Main Outcome Measures
All-cause and cardiovascular mortality.
Methods
Cox proportional hazards analyses were used to model the relationship between mortality and each of the variables BMI, WC and WHR. Only valid measurements of each were included and each was divided into four categories with the second lowest category (38.4%, 40.3% and 49.3% respectively) as referent. Hazard ratios (HR) for survival time from interview to death, or 31st December 2007, were firstly adjusted for age, gender, smoking status, alcohol consumption and survey year; and then further adjusted by measures of socio-economic status.

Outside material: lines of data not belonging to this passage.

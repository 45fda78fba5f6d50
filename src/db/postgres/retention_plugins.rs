use async_trait::async_trait;
use sqlx::{PgConnection, PgPool, Postgres, Row, Transaction, postgres::PgRow};
use uuid::Uuid;

use crate::{
    crypto::{self, FieldCipher},
    db::{
        error::{DbError, DbResult},
        repos::{RetentionPluginRepo, RetentionPluginTx, latest_per_plugin},
    },
    models::{
        EnabledPlugin, OrgPluginConfig, PluginKind, PluginRelease, PluginSummary, PresetScript,
        RetentionScript,
    },
};

const RELEASE_COLUMNS: &str = r#"
    r.id, r.version, r.name, r.description, r.logo, r.data_retention_enabled,
    d.configurations, d.preset_scripts, d.documentation_url, d.default_export_url,
    d.allow_custom_export_url
"#;

const SCRIPT_COLUMNS: &str = r#"
    s.org_id, s.script_id, s.plugin_id, s.script_name, s.description, s.is_preset, s.export_url
"#;

pub struct PostgresRetentionPluginRepo {
    write_pool: PgPool,
    read_pool: PgPool,
}

impl PostgresRetentionPluginRepo {
    pub fn new(write_pool: PgPool, read_pool: Option<PgPool>) -> Self {
        let read_pool = read_pool.unwrap_or_else(|| write_pool.clone());
        Self {
            write_pool,
            read_pool,
        }
    }
}

fn parse_release(row: &PgRow) -> DbResult<PluginRelease> {
    let configurations: Option<serde_json::Value> = row.get("configurations");
    let preset_scripts: Option<serde_json::Value> = row.get("preset_scripts");
    let preset_scripts: Vec<PresetScript> = match preset_scripts {
        Some(json) => serde_json::from_value(json)?,
        None => Vec::new(),
    };

    Ok(PluginRelease {
        plugin_id: row.get("id"),
        version: row.get("version"),
        name: row.get("name"),
        description: row.get("description"),
        logo: row.get("logo"),
        retention_enabled: row.get("data_retention_enabled"),
        configurations: match configurations {
            Some(json) => serde_json::from_value(json)?,
            None => Default::default(),
        },
        documentation_url: row.get("documentation_url"),
        default_export_url: row.get("default_export_url"),
        allow_custom_export_url: row
            .get::<Option<bool>, _>("allow_custom_export_url")
            .unwrap_or(false),
        preset_scripts,
    })
}

fn parse_org_config(row: &PgRow, cipher: &dyn FieldCipher) -> DbResult<OrgPluginConfig> {
    let configurations: Option<Vec<u8>> = row.get("configurations");
    let custom_export_url: Option<Vec<u8>> = row.get("custom_export_url");

    Ok(OrgPluginConfig {
        org_id: row.get("org_id"),
        plugin_id: row.get("plugin_id"),
        version: row.get("version"),
        configurations: crypto::open_configurations(configurations.as_deref(), cipher)?,
        custom_export_url: crypto::open_str(custom_export_url.as_deref(), cipher)?,
    })
}
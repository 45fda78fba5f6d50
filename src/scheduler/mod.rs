//! Client side of the remote cron-script scheduler.
//!
//! The scheduler owns script bodies, schedules, and target clusters. This
//! service owns the metadata around them (names, export URLs, preset flags)
//! and keeps both sides consistent through [`ScriptService`].

mod http;
#[cfg(test)]
pub mod memory;

use std::fmt;

use async_trait::async_trait;
use serde::{Deserialize, Serialize};
use uuid::Uuid;

pub use http::HttpScriptService;

/// Error type for scheduler operations.
#[derive(Debug, thiserror::Error)]
pub enum SchedulerError {
    #[error("HTTP request failed: {0}")]
    Request(#[from] reqwest::Error),

    #[error("Script not found: {0}")]
    NotFound(Uuid),

    #[error("Scheduler rejected caller credential")]
    Unauthorized,

    #[error("Scheduler API error ({status}): {message}")]
    Api { status: u16, message: String },

    #[error("Invalid response format: {0}")]
    InvalidResponse(String),
}

pub type SchedulerResult<T> = Result<T, SchedulerError>;

/// The caller's bearer token, forwarded verbatim to the scheduler.
///
/// `Debug` never prints the token.
#[derive(Clone, PartialEq, Eq)]
pub struct CallerCredential(String);

impl CallerCredential {
    pub fn new(token: impl Into<String>) -> Self {
        Self(token.into())
    }

    pub fn token(&self) -> &str {
        &self.0
    }
}

impl fmt::Debug for CallerCredential {
    fn fmt(&self, f: &mut fmt::Formatter<'_>) -> fmt::Result {
        f.write_str("CallerCredential(<redacted>)")
    }
}

/// A script as the scheduler stores it.
#[derive(Debug, Clone, PartialEq, Eq, Serialize, Deserialize)]
pub struct CronScript {
    pub id: Uuid,
    pub script: String,
    #[serde(default)]
    pub cluster_ids: Vec<Uuid>,
    /// Opaque configuration document handed to the script at runtime
    #[serde(default)]
    pub configs: String,
    pub enabled: bool,
    pub frequency_s: i64,
}

#[derive(Debug, Clone, PartialEq, Eq, Serialize, Deserialize)]
pub struct CreateScriptRequest {
    pub script: String,
    pub cluster_ids: Vec<Uuid>,
    pub configs: String,
    pub frequency_s: i64,
}

/// Partial update. `None` fields are left unchanged by the scheduler.
#[derive(Debug, Clone, Default, PartialEq, Eq, Serialize, Deserialize)]
pub struct UpdateScriptRequest {
    #[serde(skip_serializing_if = "Option::is_none")]
    pub script: Option<String>,
    #[serde(skip_serializing_if = "Option::is_none")]
    pub cluster_ids: Option<Vec<Uuid>>,
    #[serde(skip_serializing_if = "Option::is_none")]
    pub configs: Option<String>,
    #[serde(skip_serializing_if = "Option::is_none")]
    pub enabled: Option<bool>,
    #[serde(skip_serializing_if = "Option::is_none")]
    pub frequency_s: Option<i64>,
}

impl UpdateScriptRequest {
    /// An update that only replaces the configuration document.
    pub fn configs_only(configs: String) -> Self {
        Self {
            configs: Some(configs),
            ..Default::default()
        }
    }
}

/// Remote scheduler operations, all performed on behalf of the caller.
#[async_trait]
pub trait ScriptService: Send + Sync {
    /// Create a script and return the id the scheduler assigned.
    async fn create_script(
        &self,
        credential: &CallerCredential,
        request: CreateScriptRequest,
    ) -> SchedulerResult<Uuid>;

    async fn update_script(
        &self,
        credential: &CallerCredential,
        script_id: Uuid,
        request: UpdateScriptRequest,
    ) -> SchedulerResult<()>;

    async fn delete_script(&self, credential: &CallerCredential, script_id: Uuid)
    -> SchedulerResult<()>;

    async fn get_script(
        &self,
        credential: &CallerCredential,
        script_id: Uuid,
    ) -> SchedulerResult<CronScript>;

    /// Fetch several scripts at once. Unknown ids are omitted from the result.
    async fn get_scripts(
        &self,
        credential: &CallerCredential,
        script_ids: &[Uuid],
    ) -> SchedulerResult<Vec<CronScript>>;
}
#[cfg(test)]
mod plan_tests {
    use std::collections::BTreeMap;

    use super::*;

    fn enabled_at(version: &str) -> OrgPluginConfig {
        OrgPluginConfig {
            org_id: Uuid::new_v4(),
            plugin_id: "otel".into(),
            version: version.into(),
            configurations: BTreeMap::from([("API_KEY".into(), "old".into())]),
            custom_export_url: Some("https://custom.example.com".into()),
        }
    }

    fn request(enabled: Option<bool>, version: Option<&str>) -> UpdateOrgPluginConfig {
        UpdateOrgPluginConfig {
            enabled,
            version: version.map(String::from),
            ..Default::default()
        }
    }

    #[test]
    fn test_disabled_plugin_transitions() {
        assert_eq!(
            plan_transition(None, &request(Some(true), Some("1.0.0"))).unwrap(),
            Transition::Enable {
                version: "1.0.0".into()
            }
        );
        assert_eq!(
            plan_transition(None, &request(Some(false), None)).unwrap(),
            Transition::AlreadyDisabled
        );
        assert!(matches!(
            plan_transition(None, &request(Some(true), None)),
            Err(RetentionError::InvalidArgument(_))
        ));
        assert!(matches!(
            plan_transition(None, &request(Some(true), Some(""))),
            Err(RetentionError::InvalidArgument(_))
        ));
        assert!(matches!(
            plan_transition(None, &request(None, Some("1.0.0"))),
            Err(RetentionError::NotFound(_))
        ));
    }

    #[test]
    fn test_enabled_plugin_transitions() {
        let current = enabled_at("1.0.0");
        assert_eq!(
            plan_transition(Some(&current), &request(Some(false), None)).unwrap(),
            Transition::Disable {
                version: "1.0.0".into()
            }
        );
        assert_eq!(
            plan_transition(Some(&current), &request(None, None)).unwrap(),
            Transition::UpdateConfig {
                version: "1.0.0".into()
            }
        );
        assert_eq!(
            plan_transition(Some(&current), &request(Some(true), Some("1.0.0"))).unwrap(),
            Transition::UpdateConfig {
                version: "1.0.0".into()
            }
        );
        assert_eq!(
            plan_transition(Some(&current), &request(None, Some("2.0.0"))).unwrap(),
            Transition::Upgrade {
                from: "1.0.0".into(),
                to: "2.0.0".into()
            }
        );
    }

    #[test]
    fn test_merge_keeps_unset_fields() {
        let current = enabled_at("1.0.0");
        let merged = merge_config(current.clone(), request(None, None), "1.0.0".into());
        assert_eq!(merged, current);
    }

    #[test]
    fn test_merge_replaces_and_clears() {
        let merged = merge_config(
            enabled_at("1.0.0"),
            UpdateOrgPluginConfig {
                configurations: Some(BTreeMap::new()),
                custom_export_url: Some(String::new()),
                ..Default::default()
            },
            "2.0.0".into(),
        );
        assert_eq!(merged.version, "2.0.0");
        assert!(merged.configurations.is_empty());
        assert_eq!(merged.custom_export_url, None);
    }
}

Sensitivity analyses involved stratification by gender and age.
Results
The prevalence of obesity, according to World Health Organisation definitions BMI (⩾30 kg/m2), WC (men ⩾102 cm, women ⩾88 cm) and WHR (men ⩾1.0, women ⩾0.85) was 22.2%, 27.2% and 18.7% respectively. There was no increased risk of mortality associated with obesity as defined using BMI (HR 0.93, 95% CI 0.80 to 1.07). In contrast, the HR for subjects with obesity determined by WC was 1.17 (1.02 to 1.34) and by WHR was 1.34 (1.16 to 1.55). BMI and WC identified the association of “underweight” with increased mortality. Results for CVD mortality showed a stronger gradient. Inclusion of socio-economic status in the models attenuated the results to a limited extent. Gender stratification strengthened the association of underweight with mortality for men using BMI (HR 2.90; 1.87 to 4.51) and of obesity with mortality for women using WHR (HR 1.47; 1.19 to 1.83).
Conclusions
BMI may not capture the harmful association of body size with mortality. WC and WHR may more clearly define the health risks associated with excess body fat accumulation.